The Adventure Club of Gainesville   Gainesville's Ultimate Outdoor Social Club

  

Username:

Password:

No Login? Become a member!

skydiving
girls night
river tubing
 

Bookmark or Share Our Site:

Share/Bookmark

The Sky's the Limit

     Members of the Gainesville Adventure Club from top left, John Youmans, 38, AJ Henry, 14, Chuck Segal, 50, Nancy Henry, 43 and Nicholas Segal, 13, pose with some of their adventure gear.
     Members of the Gainesville Adventure Club from top left, John Youmans, 38, AJ Henry, 14, Chuck Segal, 50, Nancy Henry, 43 and Nicholas Segal, 13, pose with some of their adventure gear.

Thrilled by the thought of hang-gliding, scuba diving or jumping out of a plane?
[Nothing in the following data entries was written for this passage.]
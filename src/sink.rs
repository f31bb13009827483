use std::sync::{Arc, Mutex, MutexGuard};

use tokio::sync::broadcast;

use crate::protocol::Event;

const NOTIFY_CAPACITY: usize = 256;

/// Append-only transcript shared between pipeline runs and the observer
/// that renders them. Cloning yields another handle to the same log.
///
/// `append` and `snapshot` go through one mutex, so a snapshot is a stable
/// copy even when runs append from another task.
#[derive(Clone)]
pub struct EventSink {
    events: Arc<Mutex<Vec<Event>>>,
    notify: broadcast::Sender<Event>,
}

impl EventSink {
    pub fn new() -> Self {
        let (notify, _) = broadcast::channel(NOTIFY_CAPACITY);
        Self {
            events: Arc::new(Mutex::new(Vec::new())),
            notify,
        }
    }

    /// Synchronous; safe to call from inside a running task.
    pub fn append(&self, event: Event) {
        let mut events = self.lock();
        events.push(event.clone());
        // Send while holding the lock so subscribers see sink order.
        let _ = self.notify.send(event);
    }

    pub fn snapshot(&self) -> Vec<Event> {
        self.lock().clone()
    }

    #[cfg(test)]
    pub fn len(&self) -> usize {
        self.lock().len()
    }

    /// Receive each event as it is appended. Lagging receivers can fall
    /// back to `snapshot`.
    pub fn subscribe(&self) -> broadcast::Receiver<Event> {
        self.notify.subscribe()
    }

    fn lock(&self) -> MutexGuard<'_, Vec<Event>> {
        // A panic mid-push cannot leave a half-written Vec, so keep going.
        self.events.lock().unwrap_or_else(|poisoned| poisoned.into_inner())
    }
}

impl Default for EventSink {
    fn default() -> Self {
        Self::new()
    }
}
You've come to the right place.

Article excerpt reprinted from Gainesville Magazine

By DIANA TONNESSEN

Published: Monday, June 5, 2006

The first time Chuck Segal was invited to go rock climbing at a local gym, his response was "You're out of your mind!"

But when the 50-year-old business broker's friend asked if he had ever climbed trees as a kid, Segal recalls, "That was a wake-up call for me."

Now one of his favorite pastimes is rock climbing on real rock faces with fellow members of The Adventure Club of Gainesville, a privately owned and operated organization of about 100 members whose common bond is a lively spirit of adventure.

Last year, club members went rock climbing in Rock Town and Lost Wall in Georgia, Foster Falls in Tennessee and Sand Rock, Alabama.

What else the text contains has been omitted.